5 Questions to Amanda DeBoer Bartlett (Director, Omaha Under the Radar)

Invariably as I travel around the country for different festivals and series, I hear fellow practitioners say to each other, “Oh, do you know Omaha Under the Radar? You should really talk to Amanda DeBoer Bartlett. She definitely knows what she’s doing there.” Going into their fifth annual season (July 25-28, 2018), Omaha Under the Radar (OUtR) is a ground-breaking experimental performance festival in the Midwest. The festival’s organizers, Amanda DeBoer Bartlett, Stacey Barelos, and Aubrey Byerly, are powerhouses who genuinely do know what they’re doing there. They have worked tirelessly to present over 200 artists from more than a dozen cities throughout the United States since 2014. Their commitment to presenting a multiplicity of genres in radically different types of venues makes this one of the most unique and invigorating festivals in the country. And, it all takes place in Omaha, Nebraska.

When did you know that you wanted to build a festival dedicated to experimental performance in Omaha?

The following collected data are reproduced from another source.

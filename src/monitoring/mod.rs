use crate::state::AppState;
use axum::{
    extract::Request,
    http::{Method, StatusCode},
    middleware::Next,
    response::Response,
};
use chrono::{DateTime, Utc};
use serde::Serialize;
use std::collections::BTreeMap;
use tracing::{info, warn};

/// Times one request from routing to response.
pub struct RequestTracker {
    start_time: DateTime<Utc>,
    method: Method,
    path: String,
}

impl RequestTracker {
    pub fn new(method: Method, path: &str) -> Self {
        RequestTracker {
            // `Instant` is unavailable on wasm32; the worker clock is.
            start_time: Utc::now(),
            method,
            path: path.to_string(),
        }
    }

    pub fn complete(self, status: StatusCode) -> i64 {
        let duration_ms = (Utc::now() - self.start_time).num_milliseconds();

        if status.is_server_error() {
            warn!(
                method = %self.method,
                path = %self.path,
                status = status.as_u16(),
                duration_ms = duration_ms,
                "Request failed"
            );
        } else {
            info!(
                method = %self.method,
                path = %self.path,
                status = status.as_u16(),
                duration_ms = duration_ms,
                "Request completed"
            );
        }
        duration_ms
    }
}

pub async fn track_request(req: Request, next: Next) -> Response {
    let tracker = RequestTracker::new(req.method().clone(), req.uri().path());
    let response = next.run(req).await;
    tracker.complete(response.status());
    response
}

#[derive(Debug, Clone, Copy, PartialEq, Eq, Serialize)]
pub enum ServiceStatus {
    #[serde(rename = "ok")]
    Healthy,
    #[serde(rename = "degraded")]
    Degraded,
}

#[derive(Debug, Clone, Serialize)]
pub struct HealthStatus {
    pub status: ServiceStatus,
    pub timestamp: DateTime<Utc>,
    pub message: &'static str,
    pub integrations: BTreeMap<&'static str, bool>,
}

/// Reports which integrations have their secrets and bindings in place.
pub fn health_status(state: &AppState) -> HealthStatus {
    let config = &state.config;
    let mut integrations = BTreeMap::new();
    integrations.insert("google_maps", config.google_maps_api_key.is_some());
    integrations.insert(
        "session_tokens",
        config.jwt_secret.is_some() && config.google_client_id.is_some(),
    );
    integrations.insert("user_store", state.store.is_some());
    integrations.insert(
        "uber",
        config.uber.client_id.is_some() && config.uber.client_secret.is_some(),
    );
    integrations.insert(
        "ola",
        config.ola.client_id.is_some() && config.ola.client_secret.is_some(),
    );

    let status = if integrations.values().all(|&v| v) {
        ServiceStatus::Healthy
    } else {
        ServiceStatus::Degraded
    };

    HealthStatus {
        status,
        timestamp: Utc::now(),
        message: "Mumbai Transport API is running",
        integrations,
    }
}
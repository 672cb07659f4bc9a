pub mod api;
pub mod config;
pub mod crypto;
pub mod env_wrapper;
pub mod error;
pub mod logging;
pub mod meta;
pub mod monitoring;
pub mod processing;
pub mod proxy;
pub mod state;
pub mod storage;

use config::Config;
use env_wrapper::WorkerEnv;
use state::AppState;
use std::sync::Arc;
use tower_service::Service;
use worker::{event, Context, Env, HttpRequest, Result};

#[event(fetch)]
pub async fn main(
    req: HttpRequest,
    env: Env,
    _ctx: Context,
) -> Result<axum::http::Response<axum::body::Body>> {
    console_error_panic_hook::set_once();

    let env = WorkerEnv::new(env);
    let config = Config::load(Arc::new(env.clone()));
    logging::init(&config.log_level);

    let state = AppState::from_worker_env(&env, config);
    Ok(api::routes::routes(state).call(req).await?)
}
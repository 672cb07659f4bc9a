use crate::{
    api::{auth, cors, google, gtfs, health, portal, rides, user},
    error::ApiError,
    monitoring,
    state::AppState,
};
use axum::{
    http::{StatusCode, Uri},
    middleware,
    response::{IntoResponse, Response},
    routing::{any, get, post},
    Router,
};

pub fn routes(state: AppState) -> Router {
    Router::new()
        .route("/", any(portal::redirect_root))
        .route("/api/health", get(health::health))
        .route("/api/auth/:action", any(auth::dispatch))
        .route("/api/user/:action", any(user::dispatch))
        .route("/api/rides/compare", post(rides::compare))
        .route("/api/rides/:provider/:action", any(rides::dispatch))
        .route("/api/gtfs", get(gtfs::feed))
        .route("/api/gtfs/", get(gtfs::feed))
        .route("/api/gtfs/*rest", get(gtfs::feed))
        .route("/api/google/:service", get(google::proxy))
        .route("/portal", any(portal::proxy))
        .route("/portal/", any(portal::proxy))
        .route("/portal/*path", any(portal::proxy))
        .fallback(not_found)
        .layer(middleware::from_fn(cors::cors))
        .layer(middleware::from_fn(monitoring::track_request))
        .with_state(state)
}

async fn not_found(uri: Uri) -> Response {
    if uri.path().starts_with("/api/") {
        ApiError::NotFound("API endpoint not found".into()).into_response()
    } else {
        (StatusCode::NOT_FOUND, "Not Found").into_response()
    }
}
#[allow(clippy::module_inception)]
mod error;

pub use error::{ApiError, Result};
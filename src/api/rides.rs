use crate::{
    api::{parse_json, request_origin, Session},
    error::{ApiError, Result},
    meta::{Provider, TripRequest},
    processing::rides,
    state::AppState,
};
use axum::{
    body::Bytes,
    extract::{Path, Query, State},
    http::{HeaderMap, Uri},
    Json,
};
use serde::Deserialize;
use serde_json::{json, Value};

#[derive(Debug, Deserialize)]
pub struct CallbackParams {
    code: Option<String>,
    state: Option<String>,
}

pub async fn dispatch(
    State(state): State<AppState>,
    Session(user): Session,
    Path((provider, action)): Path<(String, String)>,
    Query(params): Query<CallbackParams>,
    uri: Uri,
    headers: HeaderMap,
    body: Bytes,
) -> Result<Json<Value>> {
    let provider = Provider::from_segment(&provider)
        .ok_or_else(|| ApiError::BadRequest("Unknown provider. Use: uber | ola".into()))?;
    let origin = request_origin(&uri, &headers);

    match action.as_str() {
        "connect" => {
            let auth_url = rides::connect(&state, provider, &user, &origin).await?;
            Ok(Json(json!({
                "success": true,
                "authUrl": auth_url.as_str(),
                "message": format!(
                    "Redirect user to this URL to connect {} account",
                    provider.display_name()
                ),
            })))
        }
        "callback" => {
            let (Some(code), Some(returned_state)) = (params.code, params.state) else {
                return Err(ApiError::BadRequest(
                    "Missing authorization code or state".into(),
                ));
            };
            rides::complete_callback(&state, provider, &user, &code, &returned_state, &origin)
                .await?;
            Ok(Json(json!({
                "success": true,
                "message": format!("{} account connected successfully", provider.display_name()),
            })))
        }
        "estimate" => {
            let request: TripRequest = parse_json(&body)?;
            let trip = request.trip()?;
            let estimates = rides::estimate(&state, provider, &user, &trip).await?;
            Ok(Json(rides::estimate_payload(provider, &estimates)))
        }
        "request" => {
            let request: TripRequest = parse_json(&body)?;
            Ok(Json(rides::request_ride(&state, provider, &user, &request).await?))
        }
        _ => Err(ApiError::BadRequest(format!(
            "Unknown {} action. Use: connect | callback | estimate | request",
            provider.display_name()
        ))),
    }
}

pub async fn compare(
    State(state): State<AppState>,
    Session(user): Session,
    body: Bytes,
) -> Result<Json<Value>> {
    let request: TripRequest = parse_json(&body)?;
    let trip = request.trip()?;
    Ok(Json(rides::compare(&state, &user, &trip).await))
}
use crate::error::{ApiError, Result};
use async_trait::async_trait;
use axum::{
    body::Bytes,
    http::{HeaderMap, HeaderName, HeaderValue, Method, StatusCode},
};
use tracing::{info, warn};
use worker::{js_sys, send::SendFuture, CfProperties, Fetch, Headers, RequestInit};

/// Outbound request, fully buffered.
#[derive(Debug, Clone)]
pub struct UpstreamRequest {
    pub method: Method,
    pub url: String,
    pub headers: HeaderMap,
    pub body: Option<Bytes>,
    /// Edge cache TTL for the subrequest.
    pub cache_ttl: Option<u32>,
}

impl UpstreamRequest {
    pub fn get(url: impl Into<String>) -> Self {
        UpstreamRequest {
            method: Method::GET,
            url: url.into(),
            headers: HeaderMap::new(),
            body: None,
            cache_ttl: None,
        }
    }

    pub fn post(url: impl Into<String>, body: impl Into<Bytes>) -> Self {
        UpstreamRequest {
            method: Method::POST,
            body: Some(body.into()),
            ..UpstreamRequest::get(url)
        }
    }

    pub fn header(mut self, name: &str, value: &str) -> Result<Self> {
        let name = HeaderName::from_bytes(name.as_bytes())
            .map_err(|e| ApiError::ConfigError(format!("Invalid header name {}: {}", name, e)))?;
        let value = HeaderValue::from_str(value)
            .map_err(|e| ApiError::ConfigError(format!("Invalid header value: {}", e)))?;
        self.headers.insert(name, value);
        Ok(self)
    }

    pub fn bearer(self, token: &str) -> Result<Self> {
        self.header("authorization", &format!("Bearer {}", token))
    }

    pub fn cached(mut self, ttl: u32) -> Self {
        self.cache_ttl = Some(ttl);
        self
    }
}

#[derive(Debug, Clone)]
pub struct UpstreamResponse {
    pub status: StatusCode,
    pub headers: HeaderMap,
    pub body: Bytes,
}

impl UpstreamResponse {
    pub fn is_success(&self) -> bool {
        self.status.is_success()
    }

    pub fn json<T: serde::de::DeserializeOwned>(&self) -> Result<T> {
        serde_json::from_slice(&self.body)
            .map_err(|e| ApiError::Upstream(format!("Invalid JSON from upstream: {}", e)))
    }

    /// Fails with a 502 unless the upstream answered 2xx.
    pub fn ensure_success(self, what: &str) -> Result<Self> {
        if self.is_success() {
            Ok(self)
        } else {
            warn!(upstream = what, status = self.status.as_u16(), "Upstream returned an error");
            Err(ApiError::UpstreamStatus(self.status.as_u16()))
        }
    }
}

/// Every outbound HTTP call goes through this seam.
#[async_trait]
pub trait Upstream: Send + Sync {
    async fn send(&self, request: UpstreamRequest) -> Result<UpstreamResponse>;
}

/// `fetch()` on the Workers runtime
pub struct FetchUpstream;

#[async_trait]
impl Upstream for FetchUpstream {
    async fn send(&self, request: UpstreamRequest) -> Result<UpstreamResponse> {
        SendFuture::new(fetch(request)).await
    }
}

fn fetch_error(e: worker::Error) -> ApiError {
    ApiError::Upstream(e.to_string())
}

async fn fetch(request: UpstreamRequest) -> Result<UpstreamResponse> {
    let mut headers = Headers::new();
    for (name, value) in request.headers.iter() {
        if let Ok(value) = value.to_str() {
            headers.append(name.as_str(), value).map_err(fetch_error)?;
        }
    }

    let mut init = RequestInit::new();
    init.with_method(worker::Method::from(request.method.to_string()))
        .with_headers(headers);

    if let Some(body) = request.body {
        init.with_body(Some(js_sys::Uint8Array::from(body.as_ref()).into()));
    }

    if let Some(ttl) = request.cache_ttl {
        let mut cf = CfProperties::default();
        cf.cache_everything = Some(true);
        cf.cache_ttl = Some(ttl);
        init.cf = cf;
    }

    let outbound = worker::Request::new_with_init(&request.url, &init).map_err(fetch_error)?;
    let mut response = Fetch::Request(outbound).send().await.map_err(fetch_error)?;

    let status = StatusCode::from_u16(response.status_code()).unwrap_or(StatusCode::BAD_GATEWAY);
    let mut response_headers = HeaderMap::new();
    for (name, value) in response.headers().entries() {
        if let (Ok(name), Ok(value)) = (
            HeaderName::from_bytes(name.as_bytes()),
            HeaderValue::from_str(&value),
        ) {
            response_headers.append(name, value);
        }
    }
    let body = response.bytes().await.map_err(fetch_error)?;

    info!(method = %request.method, status = status.as_u16(), "Upstream responded");

    Ok(UpstreamResponse {
        status,
        headers: response_headers,
        body: Bytes::from(body),
    })
}
use crate::{
    config::ProviderConfig,
    crypto,
    crypto::token::SessionClaims,
    error::{ApiError, Result},
    meta::{ConnectedAccount, Provider, RideEstimate, Trip, TripRequest},
    processing::users::UserRepository,
    proxy::UpstreamRequest,
    state::AppState,
};
use chrono::{DateTime, Duration, Utc};
use serde::Deserialize;
use serde_json::{json, Map, Value};
use tracing::{info, warn};
use url::Url;

pub const OAUTH_STATE_TTL_SECS: u64 = 600;

fn provider_config(state: &AppState, provider: Provider) -> Result<&ProviderConfig> {
    let config = state.config.provider(provider);
    if config.client_id.is_none() {
        return Err(ApiError::ConfigError(format!(
            "{} API not configured",
            provider.display_name()
        )));
    }
    Ok(config)
}

fn redirect_uri(config: &ProviderConfig, provider: Provider, request_origin: &str) -> String {
    config
        .redirect_uri
        .clone()
        .unwrap_or_else(|| format!("{}{}", request_origin, provider.callback_path()))
}

pub fn authorization_url(
    config: &ProviderConfig,
    provider: Provider,
    redirect_uri: &str,
    oauth_state: &str,
) -> Result<Url> {
    let base = format!("{}{}", config.auth_base, provider.authorize_path());
    let client_id = config.client_id.as_deref().unwrap_or_default();
    let scope = provider.scopes().join(" ");
    Url::parse_with_params(
        &base,
        &[
            ("client_id", client_id),
            ("response_type", "code"),
            ("redirect_uri", redirect_uri),
            ("scope", scope.as_str()),
            ("state", oauth_state),
        ],
    )
    .map_err(|e| ApiError::ConfigError(format!("Invalid auth URL {}: {}", base, e)))
}

/// Starts the OAuth flow; the `state` is parked in KV for ten minutes.
pub async fn connect(
    state: &AppState,
    provider: Provider,
    user: &SessionClaims,
    request_origin: &str,
) -> Result<Url> {
    let config = provider_config(state, provider)?;
    let store = state.store()?;

    let oauth_state = crypto::oauth_state();
    store
        .put(
            &provider.state_key(&user.sub),
            oauth_state.clone(),
            Some(OAUTH_STATE_TTL_SECS),
        )
        .await?;

    let redirect = redirect_uri(config, provider, request_origin);
    info!(provider = %provider, user = %user.sub, "Starting OAuth connect");
    authorization_url(config, provider, &redirect, &oauth_state)
}

#[derive(Debug, Deserialize)]
struct TokenGrant {
    access_token: String,
    #[serde(default)]
    refresh_token: Option<String>,
    #[serde(default)]
    expires_in: Option<i64>,
}

pub async fn complete_callback(
    state: &AppState,
    provider: Provider,
    user: &SessionClaims,
    code: &str,
    returned_state: &str,
    request_origin: &str,
) -> Result<()> {
    let config = provider_config(state, provider)?;
    let store = state.store()?;

    let key = provider.state_key(&user.sub);
    let expected = store.get(&key).await?;
    if expected.as_deref() != Some(returned_state) {
        warn!(provider = %provider, user = %user.sub, "OAuth state mismatch");
        return Err(ApiError::BadRequest("Invalid state parameter".into()));
    }

    let redirect = redirect_uri(config, provider, request_origin);
    let form = url::form_urlencoded::Serializer::new(String::new())
        .append_pair("client_id", config.client_id.as_deref().unwrap_or_default())
        .append_pair(
            "client_secret",
            config.client_secret.as_deref().unwrap_or_default(),
        )
        .append_pair("grant_type", "authorization_code")
        .append_pair("code", code)
        .append_pair("redirect_uri", &redirect)
        .finish();

    let request = UpstreamRequest::post(
        format!("{}{}", config.auth_base, provider.token_path()),
        form,
    )
    .header("content-type", "application/x-www-form-urlencoded")?;
    let grant: TokenGrant = state
        .upstream
        .send(request)
        .await?
        .ensure_success("token exchange")?
        .json()?;

    let now = Utc::now();
    let account = ConnectedAccount {
        connected: true,
        access_token: Some(grant.access_token),
        refresh_token: grant.refresh_token,
        expires_at: grant.expires_in.and_then(|secs| token_expiry(now, secs)),
        connected_at: Some(now),
    };

    let users = UserRepository::new(store);
    let connected = users.connect_account(&user.sub, provider, account, now).await?;
    store.delete(&key).await?;
    if !connected {
        warn!(provider = %provider, user = %user.sub, "OAuth callback for unknown user");
        return Err(ApiError::NotFound("User not found".into()));
    }

    info!(provider = %provider, user = %user.sub, "Ride account connected");
    Ok(())
}

/// `None` when the provider's `expires_in` is out of range.
fn token_expiry(now: DateTime<Utc>, expires_in: i64) -> Option<DateTime<Utc>> {
    Duration::try_seconds(expires_in).and_then(|ttl| now.checked_add_signed(ttl))
}

fn estimate_request(
    config: &ProviderConfig,
    provider: Provider,
    trip: &Trip,
    token: &str,
) -> Result<UpstreamRequest> {
    match provider {
        Provider::Uber => {
            let url = Url::parse_with_params(
                &format!("{}/v1.2/estimates/price", config.api_base),
                &[
                    ("start_latitude", trip.start_latitude.to_string()),
                    ("start_longitude", trip.start_longitude.to_string()),
                    ("end_latitude", trip.end_latitude.to_string()),
                    ("end_longitude", trip.end_longitude.to_string()),
                ],
            )
            .map_err(|e| ApiError::ConfigError(format!("Invalid Uber API base: {}", e)))?;
            UpstreamRequest::get(url.to_string())
                .bearer(token)?
                .header("accept-language", "en_IN")?
                .header("content-type", "application/json")
        }
        Provider::Ola => {
            let body = json!({
                "pickup_lat": trip.start_latitude,
                "pickup_lng": trip.start_longitude,
                "drop_lat": trip.end_latitude,
                "drop_lng": trip.end_longitude,
            });
            ola_request(config, "/v1/products", body, token)
        }
    }
}

fn ola_request(
    config: &ProviderConfig,
    path: &str,
    body: Value,
    token: &str,
) -> Result<UpstreamRequest> {
    let mut request = UpstreamRequest::post(format!("{}{}", config.api_base, path), body.to_string())
        .bearer(token)?
        .header("content-type", "application/json")?;
    if let Some(app_token) = config.app_token.as_deref() {
        request = request.header("x-app-token", app_token)?;
    }
    Ok(request)
}

/// Normalizes a provider's estimate payload into `RideEstimate`s.
pub fn parse_estimates(provider: Provider, payload: &Value) -> Vec<RideEstimate> {
    let field = |v: &Value, key: &str| v.get(key).filter(|x| !x.is_null()).cloned();
    let surge = |v: &Value| {
        v.get("surge_multiplier")
            .and_then(Value::as_f64)
            .unwrap_or(1.0)
    };

    match provider {
        Provider::Uber => payload
            .get("prices")
            .and_then(Value::as_array)
            .map(|prices| {
                prices
                    .iter()
                    .map(|price| RideEstimate {
                        service: text(price.get("display_name")),
                        estimate: price
                            .get("estimate")
                            .and_then(Value::as_str)
                            .map(str::to_string),
                        low_estimate: field(price, "low_estimate"),
                        high_estimate: field(price, "high_estimate"),
                        currency_code: price
                            .get("currency_code")
                            .and_then(Value::as_str)
                            .map(str::to_string),
                        duration: field(price, "duration"),
                        distance: field(price, "distance"),
                        surge_multiplier: surge(price),
                    })
                    .collect()
            })
            .unwrap_or_default(),
        Provider::Ola => payload
            .get("categories")
            .and_then(Value::as_array)
            .map(|categories| {
                categories
                    .iter()
                    .map(|category| {
                        let fare = category.get("fare_breakup").cloned().unwrap_or(Value::Null);
                        let total = match fare.get("total_fare") {
                            Some(Value::Number(n)) => n.to_string(),
                            Some(Value::String(s)) => s.clone(),
                            _ => "N/A".to_string(),
                        };
                        RideEstimate {
                            service: text(category.get("display_name")),
                            estimate: Some(format!("₹{}", total)),
                            low_estimate: field(&fare, "minimum_fare"),
                            high_estimate: field(&fare, "maximum_fare"),
                            currency_code: Some("INR".to_string()),
                            duration: field(category, "eta"),
                            distance: field(category, "distance"),
                            surge_multiplier: surge(category),
                        }
                    })
                    .collect()
            })
            .unwrap_or_default(),
    }
}

fn text(value: Option<&Value>) -> String {
    value
        .and_then(Value::as_str)
        .unwrap_or_default()
        .to_string()
}

pub async fn estimate(
    state: &AppState,
    provider: Provider,
    user: &SessionClaims,
    trip: &Trip,
) -> Result<Vec<RideEstimate>> {
    let config = state.config.provider(provider);
    let token = UserRepository::new(state.store()?)
        .provider_token(&user.sub, provider)
        .await?;

    let payload: Value = state
        .upstream
        .send(estimate_request(config, provider, trip, &token)?)
        .await?
        .ensure_success("ride estimate")?
        .json()?;

    Ok(parse_estimates(provider, &payload))
}

/// Estimate wrapped the way `/estimate` returns it.
pub fn estimate_payload(provider: Provider, estimates: &[RideEstimate]) -> Value {
    json!({
        "success": true,
        "provider": provider,
        "estimates": estimates,
        "timestamp": Utc::now().to_rfc3339(),
    })
}

pub async fn request_ride(
    state: &AppState,
    provider: Provider,
    user: &SessionClaims,
    body: &TripRequest,
) -> Result<Value> {
    let trip = body.trip()?;
    let product = body.product(provider)?;
    let config = state.config.provider(provider);
    let token = UserRepository::new(state.store()?)
        .provider_token(&user.sub, provider)
        .await?;

    let request = match provider {
        Provider::Uber => UpstreamRequest::post(
            format!("{}/v1.2/requests", config.api_base),
            json!({
                "start_latitude": trip.start_latitude,
                "start_longitude": trip.start_longitude,
                "end_latitude": trip.end_latitude,
                "end_longitude": trip.end_longitude,
                "product_id": product,
            })
            .to_string(),
        )
        .bearer(&token)?
        .header("content-type", "application/json")?,
        Provider::Ola => ola_request(
            config,
            "/v1/bookings",
            json!({
                "pickup_lat": trip.start_latitude,
                "pickup_lng": trip.start_longitude,
                "drop_lat": trip.end_latitude,
                "drop_lng": trip.end_longitude,
                "category": product,
            }),
            &token,
        )?,
    };

    let ride: Value = state
        .upstream
        .send(request)
        .await?
        .ensure_success("ride request")?
        .json()?;

    info!(provider = %provider, user = %user.sub, "Ride requested");
    Ok(ride_payload(provider, &ride))
}

fn ride_payload(provider: Provider, ride: &Value) -> Value {
    let pick = |key: &str| ride.get(key).cloned().unwrap_or(Value::Null);
    match provider {
        Provider::Uber => json!({
            "success": true,
            "provider": provider,
            "request_id": pick("request_id"),
            "status": pick("status"),
            "eta": pick("eta"),
            "driver": pick("driver"),
            "vehicle": pick("vehicle"),
            "location": pick("location"),
        }),
        Provider::Ola => json!({
            "success": true,
            "provider": provider,
            "booking_id": pick("booking_id"),
            "status": pick("status"),
            "eta": pick("eta"),
            "driver": pick("driver_details"),
            "vehicle": pick("vehicle_details"),
            "otp": pick("otp"),
        }),
    }
}

/// Estimates from every provider; a failing provider is reported in place
/// instead of failing the comparison.
pub async fn compare(state: &AppState, user: &SessionClaims, trip: &Trip) -> Value {
    let (uber, ola) = tokio::join!(
        estimate(state, Provider::Uber, user, trip),
        estimate(state, Provider::Ola, user, trip),
    );

    let mut providers = Map::new();
    for (provider, result) in [(Provider::Uber, uber), (Provider::Ola, ola)] {
        let entry = match result {
            Ok(estimates) => estimate_payload(provider, &estimates),
            Err(e) => {
                warn!(provider = %provider, error = %e, "Estimate unavailable for comparison");
                json!({ "error": format!("{} estimates unavailable", provider.display_name()) })
            }
        };
        providers.insert(provider.as_str().to_string(), entry);
    }

    json!({
        "success": true,
        "timestamp": Utc::now().to_rfc3339(),
        "providers": providers,
    })
}
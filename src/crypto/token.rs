// Session tokens: HS256 JWTs signed with JWT_SECRET
use crate::error::{ApiError, Result};
use chrono::{DateTime, Utc};
use jsonwebtoken::{decode, encode, Algorithm, DecodingKey, EncodingKey, Header, Validation};
use serde::{Deserialize, Serialize};

pub const SESSION_TTL_SECS: i64 = 30 * 24 * 60 * 60;

#[derive(Debug, Clone, PartialEq, Serialize, Deserialize)]
pub struct SessionClaims {
    pub sub: String,
    pub email: String,
    #[serde(default)]
    pub name: String,
    pub iat: i64,
    pub exp: i64,
}

impl SessionClaims {
    pub fn new(sub: &str, email: &str, name: &str, now: DateTime<Utc>) -> Self {
        let iat = now.timestamp();
        SessionClaims {
            sub: sub.to_string(),
            email: email.to_string(),
            name: name.to_string(),
            iat,
            exp: iat + SESSION_TTL_SECS,
        }
    }
}

pub fn issue(claims: &SessionClaims, secret: &str) -> Result<String> {
    encode(
        &Header::new(Algorithm::HS256),
        claims,
        &EncodingKey::from_secret(secret.as_bytes()),
    )
    .map_err(|e| ApiError::Internal(format!("Failed to sign session token: {}", e)))
}

/// Checks signature and expiry. `now` is passed in because the library's
/// own clock reads `SystemTime`, which is unavailable on wasm32.
pub fn verify(token: &str, secret: &str, now: DateTime<Utc>) -> Result<SessionClaims> {
    let mut validation = Validation::new(Algorithm::HS256);
    validation.validate_exp = false;
    validation.required_spec_claims.clear();

    let data = decode::<SessionClaims>(
        token,
        &DecodingKey::from_secret(secret.as_bytes()),
        &validation,
    )
    .map_err(|e| ApiError::Unauthorized(format!("Invalid token: {}", e)))?;

    if data.claims.exp <= now.timestamp() {
        return Err(ApiError::Unauthorized("Token expired".into()));
    }

    Ok(data.claims)
}
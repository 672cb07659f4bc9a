pub mod auth;
pub mod google;
pub mod gtfs;
pub mod rides;
pub mod users;
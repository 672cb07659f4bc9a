pub mod token;

use uuid::Uuid;

// Random OAuth `state` value
pub fn oauth_state() -> String {
    Uuid::new_v4().to_string()
}

// Identifier for saved locations
pub fn new_id() -> String {
    Uuid::new_v4().to_string()
}
use crate::{
    api::{parse_json, Session},
    error::{ApiError, Result},
    processing::users::UserRepository,
    state::AppState,
};
use axum::{
    body::Bytes,
    extract::{Path, State},
    http::Method,
    Json,
};
use chrono::Utc;
use serde::Deserialize;
use serde_json::{json, Map, Value};

#[derive(Deserialize)]
#[serde(rename_all = "camelCase")]
struct DeleteLocation {
    location_id: Option<String>,
}

pub async fn dispatch(
    State(state): State<AppState>,
    Session(user): Session,
    Path(action): Path<String>,
    method: Method,
    body: Bytes,
) -> Result<Json<Value>> {
    if !matches!(action.as_str(), "profile" | "preferences" | "locations") {
        return Err(ApiError::BadRequest(
            "Unknown user action. Use: profile | preferences | locations".into(),
        ));
    }
    let users = UserRepository::new(state.store()?);
    let now = Utc::now();

    match (action.as_str(), method) {
        ("profile", Method::GET) => {
            let record = users.get(&user.sub).await?;
            Ok(Json(json!({ "success": true, "user": record })))
        }
        ("profile", Method::PUT) => {
            let updates: Map<String, Value> = parse_json(&body)?;
            let record = users
                .update_profile(&user.sub, updates, now)
                .await?
                .ok_or_else(|| ApiError::NotFound("User not found".into()))?;
            Ok(Json(json!({ "success": true, "user": record })))
        }
        ("preferences", Method::GET) => {
            let preferences = users.preferences(&user.sub).await?;
            Ok(Json(json!({ "success": true, "preferences": preferences })))
        }
        ("preferences", Method::PUT) => {
            let patch: Map<String, Value> = parse_json(&body)?;
            if !users.update_preferences(&user.sub, patch, now).await? {
                return Err(ApiError::NotFound("User not found".into()));
            }
            Ok(Json(json!({ "success": true })))
        }
        ("locations", Method::GET) => {
            let locations = users.locations(&user.sub).await?;
            Ok(Json(json!({ "success": true, "locations": locations })))
        }
        ("locations", Method::POST) | ("locations", Method::PUT) => {
            let fields: Map<String, Value> = parse_json(&body)?;
            let location = users
                .add_location(&user.sub, fields, now)
                .await?
                .ok_or_else(|| ApiError::NotFound("User not found".into()))?;
            Ok(Json(json!({ "success": true, "location": location })))
        }
        ("locations", Method::DELETE) => {
            let request: DeleteLocation = parse_json(&body)?;
            let location_id = request
                .location_id
                .ok_or_else(|| ApiError::BadRequest("Missing locationId".into()))?;
            let removed = users
                .delete_location(&user.sub, &location_id, now)
                .await?
                .ok_or_else(|| ApiError::NotFound("User not found".into()))?;
            Ok(Json(json!({ "success": true, "removed": removed })))
        }
        _ => Err(ApiError::MethodNotAllowed),
    }
}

I grew up in the suburbs of Omaha, then left immediately after graduating high school. When I moved back to Omaha after finishing grad school in 2012, I was on the road constantly, so I never became familiar with the city as a working artist. I was missing a sense of community, and I think I was also looking for a way to connect with Omaha as an adult. Making a big hoopla festival gave me the chance to immerse in the scene and helped me start feeling at home in my hometown.

Amanda DeBoer introduces a string quartet performing new music by Stacey Barelos at Joslyn Art Museum during Omaha Under the Radar 2016

Amanda DeBoer introduces a string quartet performing new music by Stacey Barelos at Joslyn Art Museum during Omaha Under the Radar 2016–Photo by Aleksandr Karjaka

You first began with the festival in 2014. Since that time, you’ve added SOUNDRY (an experimental music workshop) and the Generator Series to your offerings. How did you know that it was time to add those programs and how did you go about creating them?

To be clear, I never know when it’s the right time to do anything. I do first, think later. That said…

SOUNDRY was Stacey Barelo’s idea. Our first year, we hosted artist talks, which was interesting, but too academic for our taste. So, in year two, Stacey took the reigns on education and collaborated with KANEKO to create SOUNDRY. She’s such a brave and curious musician, and I love the way she structures the workshop. If I wasn’t busy working the festival, I would be a student at SOUNDRY.

The Generator Series was also a KANEKO collaboration. We wanted to expand our programming throughout the season, rather than focusing it all during one week per year, and around the same time, KANEKO reached out to us to see if we’d be interested in producing events for them. Having the support of KANEKO and building that relationship has taken our organization to the next level. They challenge us to go further with our concepts and break the concert mold. They have also helped us connect with new audiences through their membership, which has been extremely helpful. We love them so much! 

Omaha Under the Radar is clearly a relationship between new music and residents of Omaha. How have you built those community bridges?

One person at a time, which we can do slowly since we live here.

When I was presenting a festival in Madison, it became a totally one-sided relationship. I was asking so much of the venues, the locals, the artists, because I wasn’t there to lay the ground-work before everyone else rolled in to town. And, since I didn’t really get what the city was about, I had no idea how to meaningfully give back to the community.

Growing the audience in Omaha has been pretty organic by comparison. When I’m not on tour, I’m here, talking about what we’re doing, meeting with people, putting up posters, and wearing our shirts. I’m seriously obnoxious about it.

The venues and local artists we present are also essential. They bring together their people and encourage them to check out our events. I’m grateful that we’ve reached outside the art scene a bit because of that. We can always do better, but we’re in it for the long haul, so we have time to keep figuring it out.

To me, this is the role of presenters in the 21st century–to rebuild the audience infrastructure for live performance on a local level, one person at a time, in unique ways that feel welcoming and exciting. Tilling our own soil, so to speak.

Dancers perform a new work with music and choreography by Vivian Kim at Joslyn Art Museum during Omaha Under the Radar 2016

Dancers perform a new work with music and choreography by Vivian Kim at Joslyn Art Museum during Omaha Under the Radar 2016–Photo by Alexsandr Karjaka

Each festival is such an incredible undertaking. What keeps you continuously committed to presenting year after year?

I honestly don’t know. Certainly not the pay :) Every year, about one month before the festival, I question my life choices. But then, the day after the festival, every year, I’m already planning the next event. It’s such a thrill watching everyone come together and seeing the performances. I can’t get enough.

If you could go back in time to tell yourself a key bit of advice before you started, what would you say?

Stay on top of your mental health throughout the planning process so that you don’t have a meltdown at the events.

3:00AM emails don’t accomplish anything. Go to bed.